Steps You Should Take With Your Partner
- Keep an eye out for patterns. When trying to get their own way, almost anyone can fall to a little manipulation. Take note of how your partner acts the majority of the time.
- Promote closeness. A domineering partner may be concealing their own anxieties. Reassure them by exhibiting your dedication and dependability. Create traditions that will bring you closer together, such as common hobbies and in-depth communication.
- Be truthful. If you’re inclined to suppress facts that would irritate your partner, think twice. Transparency will strengthen your relationship in the long run.
- Speak out. Do you feel like you never get to talk about your problems? Tell your spouse that you appreciate listening to them, but that you also need to share.
- Deal with disagreements. If you’re in a dominating relationship, you could feel safer staying mute and avoiding disagreements. Unfortunately, this will lead to even more animosity and miscommunication. Instead, try to handle your disagreements in a civilized manner.
- Change the focus. There is another way to avoid being inspected and condemned. If you suspect your partner is attempting to blame you, shift the topic to evaluate their role in the event as well. Even better, collaborate to create answers that suit both of you.
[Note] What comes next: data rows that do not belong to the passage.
//! External collaborators: text generation and SMS delivery

pub mod composer;
pub mod gemini_client;
pub mod sms;

pub use composer::{
    compose_with_fallback, ComposeError, GenerativeComposer, MessageComposer, StudentSnapshot,
    TextGenerator,
};
pub use gemini_client::GeminiClient;
pub use sms::{DispatchError, OverrideRecipient, SmsDispatcher, TextBeeDispatcher};
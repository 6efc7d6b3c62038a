//! Common error types for the roll-call services

use thiserror::Error;

/// Common result type for roll-call operations
pub type Result<T> = std::result::Result<T, Error>;

/// Common error types shared by the directory and attendance stores
#[derive(Error, Debug)]
pub enum Error {
    /// Database operation error (wraps sqlx::Error)
    #[error("Database error: {0}")]
    Database(sqlx::Error),

    /// I/O operation error (wraps std::io::Error)
    #[error("IO error: {0}")]
    Io(#[from] std::io::Error),

    /// Configuration loading or validation error
    #[error("Configuration error: {0}")]
    Config(String),

    /// Requested resource not found
    #[error("Not found: {0}")]
    NotFound(String),

    /// Invalid user input or request parameter
    #[error("Invalid input: {0}")]
    InvalidInput(String),

    /// Unique key already taken (roll number, email)
    #[error("Conflict: {0}")]
    Conflict(String),

    /// Internal server error
    #[error("Internal error: {0}")]
    Internal(String),
}

impl From<sqlx::Error> for Error {
    fn from(err: sqlx::Error) -> Self {
        if let sqlx::Error::Database(db_err) = &err {
            if db_err.is_unique_violation() {
                return Error::Conflict(db_err.message().to_string());
            }
        }
        Error::Database(err)
    }
}
//! Shared fakes and fixtures for rollcall-mentor integration tests

#![allow(dead_code)]

use async_trait::async_trait;
use rollcall_common::db::{self, init_in_memory};
use rollcall_common::models::{NewStudent, Student};
use rollcall_mentor::services::{ComposeError, DispatchError, SmsDispatcher, TextGenerator};
use sqlx::SqlitePool;
use std::collections::HashSet;
use std::sync::Mutex;

/// Text generator that answers every prompt the same way
pub struct FixedGenerator {
    reply: Option<String>,
}

impl FixedGenerator {
    pub fn replying(text: &str) -> Self {
        Self {
            reply: Some(text.to_string()),
        }
    }

    pub fn failing() -> Self {
        Self { reply: None }
    }
}

#[async_trait]
impl TextGenerator for FixedGenerator {
    async fn generate(&self, _prompt: &str, _temperature: f32) -> Result<String, ComposeError> {
        match &self.reply {
            Some(text) => Ok(text.clone()),
            None => Err(ComposeError::Api {
                status: 503,
                body: "model overloaded".to_string(),
            }),
        }
    }
}

/// Dispatcher that records every attempt and fails for selected numbers
#[derive(Default)]
pub struct RecordingDispatcher {
    failing_phones: HashSet<String>,
    attempts: Mutex<Vec<(String, String)>>,
}

impl RecordingDispatcher {
    pub fn new() -> Self {
        Self::default()
    }

    pub fn failing_for(phones: &[&str]) -> Self {
        Self {
            failing_phones: phones.iter().map(|p| p.to_string()).collect(),
            attempts: Mutex::new(Vec::new()),
        }
    }

    /// (phone, message) in call order
    pub fn attempts(&self) -> Vec<(String, String)> {
        self.attempts.lock().unwrap().clone()
    }
}

#[async_trait]
impl SmsDispatcher for RecordingDispatcher {
    async fn send(&self, phone: &str, message: &str) -> Result<(), DispatchError> {
        self.attempts
            .lock()
            .unwrap()
            .push((phone.to_string(), message.to_string()));

        if self.failing_phones.contains(phone) {
            return Err(DispatchError::Api {
                status: 500,
                body: "device offline".to_string(),
            });
        }
        Ok(())
    }
}

pub fn intake(name: &str, roll_number: &str, parent_phone: &str, student_phone: &str) -> NewStudent {
    NewStudent {
        name: Some(name.to_string()),
        roll_number: Some(roll_number.to_string()),
        email: Some(format!("{}@example.edu", roll_number.to_lowercase())),
        parent_name: Some(format!("Parent of {}", name)),
        parent_phone: Some(parent_phone.to_string()),
        student_phone: Some(student_phone.to_string()),
        grade: Some("B.Tech II".to_string()),
        section: Some("A".to_string()),
    }
}

/// In-memory directory holding Asha Rao (24R01A0001)
pub async fn pool_with_asha() -> (SqlitePool, Student) {
    let pool = init_in_memory().await.unwrap();
    let asha = db::students::create_student(
        &pool,
        &intake("Asha Rao", "24R01A0001", "9000000001", "9000000002"),
    )
    .await
    .unwrap();
    (pool, asha)
}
- Seek professional help. Joint counseling may be beneficial if you are having difficulty making progress on your own. If your partner is resistant, you may benefit from attending a therapist on your own.
Unhealthy relationships might catch you off guard. Learning to recognize the warning indicators can assist you in avoiding dominating tendencies and developing a balanced and caring relationship that will strengthen your self-esteem.